Japan this week dispatched three military transport airplanes and a government-owned passenger plane for the operation.
The officials said there were only a small number of Japanese nationals in Afghanistan even before the security situation deteriorated in Kabul this month, but declined to specify the number of Japanese citizens there.
The briefing came after a report by public broadcaster NHK that one Japanese national managed to reach the airport on Friday and was flown to Pakistan, and that Japanese Self-Defence Force personnel also left Afghanistan as well.

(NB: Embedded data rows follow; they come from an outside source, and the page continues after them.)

// crates/toolgate-engine/src/engine.rs
// ============================================================================
// Module: Decision Engine
// Description: Stateless three-layer evaluator for incoming requests.
// Purpose: Produce allow/deny/pending decisions with composed headers.
// Dependencies: toolgate-bundle, toolgate-core, crate::{decision, governance_client, request}
// ============================================================================

//! ## Overview
//! The engine evaluates each request against the current bundle snapshot:
//! classify, extract identity, then apply the catalog, revocation, and
//! access-rule layers. Open tools allow directly; gated tools call the
//! service-governance evaluator synchronously and forward its decision.
//! Every failure path denies: malformed tokens, parse errors, a missing
//! bundle, and unreachable governance all map to deny, never allow.

// ============================================================================
// SECTION: Imports
// ============================================================================

use std::sync::Arc;

use toolgate_bundle::BundleCache;
use toolgate_core::CallerIdentity;
use toolgate_core::CatalogLookup;
use toolgate_core::EvaluateRequest;
use toolgate_core::GovernanceDecision;
use toolgate_core::PolicyBundle;
use toolgate_core::QualifiedToolName;
use toolgate_core::ServiceName;
use toolgate_core::ToolTag;
use toolgate_core::rules::any_rule_grants;
use toolgate_core::rules::granted_services;

use crate::decision::Decision;
use crate::governance_client::GovernanceClient;
use crate::request::AUTHORIZATION_HEADER;
use crate::request::CheckRequest;
use crate::request::RequestClass;
use crate::request::classify;

// ============================================================================
// SECTION: Reason Strings
// ============================================================================

/// Allow reason for authenticated stream and meta calls.
const REASON_OK: &str = "ok";
/// Deny reason for authentication failures.
const REASON_UNAUTHENTICATED: &str = "missing or invalid token";
/// Deny reason for un-namespaced tool names.
const REASON_NOT_NAMESPACED: &str = "Tool name must be namespaced";
/// Deny reason for catalog misses.
const REASON_NOT_IN_CATALOG: &str = "Service/tool not in catalog";
/// Deny reason for rule misses.
const REASON_NO_RULE: &str = "User not authorized by any rule";
/// Deny reason for gated tools without a governance binding.
const REASON_NO_GOVERNANCE: &str = "Gated tool has no governance instance";
/// Deny reason when no bundle snapshot has been published.
const REASON_NO_BUNDLE: &str = "Policy bundle unavailable";
/// Deny reason when the governance evaluator cannot be reached.
const REASON_POLICY_UNREACHABLE: &str = "Policy evaluator unreachable";

// ============================================================================
// SECTION: Engine
// ============================================================================

/// Stateless decision engine over a shared bundle cache.
///
/// # Invariants
/// - The engine holds no per-request state; decisions depend only on the
///   request and the bundle snapshot read at entry.
pub struct DecisionEngine {
    /// Bundle cache fed by the bundle builder.
    cache: Arc<BundleCache>,
    /// Governance client for the gated path.
    governance: Arc<dyn GovernanceClient>,
}

impl DecisionEngine {
    /// Creates an engine over a cache and governance client.
    #[must_use]
    pub fn new(cache: Arc<BundleCache>, governance: Arc<dyn GovernanceClient>) -> Self {
        Self {
            cache,
            governance,
        }
    }

    /// Evaluates one request to a decision.
    pub async fn check(&self, request: &CheckRequest) -> Decision {
        let class = classify(request);

        let identity = match request.header(AUTHORIZATION_HEADER) {
            Some(header) => match CallerIdentity::from_authorization_header(header) {
                Ok(identity) => identity,
                Err(_err) => return Decision::deny(401, REASON_UNAUTHENTICATED),
            },
            None => return Decision::deny(401, REASON_UNAUTHENTICATED),
        };

        // One acquire-load per request; the snapshot stays consistent for
        // the whole evaluation even if the builder publishes meanwhile.
        let bundle = self.cache.current();

        match class {
            RequestClass::StreamSetup => {
                self.allow_passthrough(&identity, bundle.as_deref(), false)
            }
            RequestClass::MetaCall {
                ref method,
            } => self.allow_passthrough(&identity, bundle.as_deref(), method == "tools/list"),
            RequestClass::ToolCall {
                name,
                arguments,
                payload,
            } => self
                .check_tool_call(request, &identity, bundle.as_deref(), &name, arguments, payload)
                .await
                .unwrap_or_else(|denied| denied),
        }
    }

    /// Allows a stream-setup or meta-call with identity headers.
    fn allow_passthrough(
        &self,
        identity: &CallerIdentity,
        bundle: Option<&PolicyBundle>,
        tools_list: bool,
    ) -> Decision {
        let mut decision = Decision::allow(REASON_OK).with_subject(&identity.subject);
        if let Some(bundle) = bundle {
            decision = decision.with_revision(bundle.revision);
        }
        if tools_list {
            // Fail closed: with no bundle the caller is granted nothing.
            let granted: Vec<ServiceName> = bundle
                .map(|bundle| {
                    granted_services(
                        &bundle.access_rules,
                        &identity.subject,
                        &identity.claims,
                        &bundle.catalog,
                    )
                    .into_iter()
                    .collect()
                })
                .unwrap_or_default();
            decision = decision.with_granted_services(&granted);
        }
        decision
    }

    /// Applies the three layers to a tool call.
    async fn check_tool_call(
        &self,
        request: &CheckRequest,
        identity: &CallerIdentity,
        bundle: Option<&PolicyBundle>,
        name: &str,
        arguments: serde_json::Value,
        payload: serde_json::Value,
    ) -> Result<Decision, Decision> {
        let qualified = QualifiedToolName::parse(name)
            .ok_or_else(|| Decision::deny(403, REASON_NOT_NAMESPACED))?;
        let bundle = bundle.ok_or_else(|| Decision::deny(503, REASON_NO_BUNDLE))?;

        match bundle.catalog.resolve(&qualified.service, &qualified.tool) {
            CatalogLookup::Found(tag) => {
                if bundle.is_revoked(&identity.subject) {
                    return Err(Decision::deny(
                        403,
                        format!("User '{}' is revoked", identity.subject),
                    ));
                }
                if !any_rule_grants(
                    &bundle.access_rules,
                    &identity.subject,
                    &identity.claims,
                    &qualified.service,
                    &qualified.tool,
                ) {
                    return Err(Decision::deny(403, REASON_NO_RULE));
                }
                match tag {
                    ToolTag::Open => Ok(Decision::allow(REASON_OK)
                        .with_subject(&identity.subject)
                        .with_service(&qualified.service)
                        .with_revision(bundle.revision)),
                    ToolTag::Gated => {
                        self.check_gated(request, identity, bundle, &qualified, arguments, payload)
                            .await
                    }
                }
            }
            CatalogLookup::UnknownService
            | CatalogLookup::ServiceDisabled
            | CatalogLookup::UnknownTool => Err(Decision::deny(403, REASON_NOT_IN_CATALOG)),
        }
    }

    /// Evaluates the gated path through service governance.
    async fn check_gated(
        &self,
        request: &CheckRequest,
        identity: &CallerIdentity,
        bundle: &PolicyBundle,
        qualified: &QualifiedToolName,
        arguments: serde_json::Value,
        payload: serde_json::Value,
    ) -> Result<Decision, Decision> {
        if bundle.governance_instance(&qualified.service).is_none() {
            return Err(Decision::deny(403, REASON_NO_GOVERNANCE));
        }
        let evaluate = EvaluateRequest {
            tool: qualified.tool.clone(),
            caller: identity.subject.clone(),
            claims: identity.claims.clone(),
            arguments,
            session_id: request.session_id(),
            payload,
        };
        let response = self
            .governance
            .evaluate(
                &bundle.governance_evaluator_url,
                &bundle.bundle_token,
                &qualified.service,
                &evaluate,
            )
            .await
            .map_err(|_err| Decision::deny(503, REASON_POLICY_UNREACHABLE))?;

        match response.decision {
            GovernanceDecision::Allow => Ok(Decision::allow(REASON_OK)
                .with_subject(&identity.subject)
                .with_service(&qualified.service)
                .with_revision(bundle.revision)),
            GovernanceDecision::Pending => match response.request_id {
                Some(request_id) => Err(Decision::pending(&request_id)),
                None => Err(Decision::deny(403, "Gated tool pending")),
            },
            GovernanceDecision::Deny => {
                let reason = response.message.unwrap_or_else(|| "denied".to_string());
                Err(Decision::deny(403, format!("Gated tool denied: {reason}")))
            }
        }
    }
}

“Upon considering the local situation and relevant countries’ movement, we’ve decided to move our personnel in Afghanistan to a nearby country temporarily,” a foreign ministry official said.
“We will continue to do our utmost to ensure safety of Japanese nationals and local staff, and to provide assistance for their evacuation.”
An Islamic State suicide bombing killed at least 92 people, including 13 U.S. Marines, just outside Kabul airport on Thursday, and the White House said https://www.reuters.com/world/asia-pacific/western-nations-race-complete-afghan-evacuation-deadline-looms-2021-08-25 the next few days of an evacuation operation were likely to be the most dangerous.
(Reporting by Kiyoshi Takenaka; Editing by Edmund Blair and Jonathan Oatis)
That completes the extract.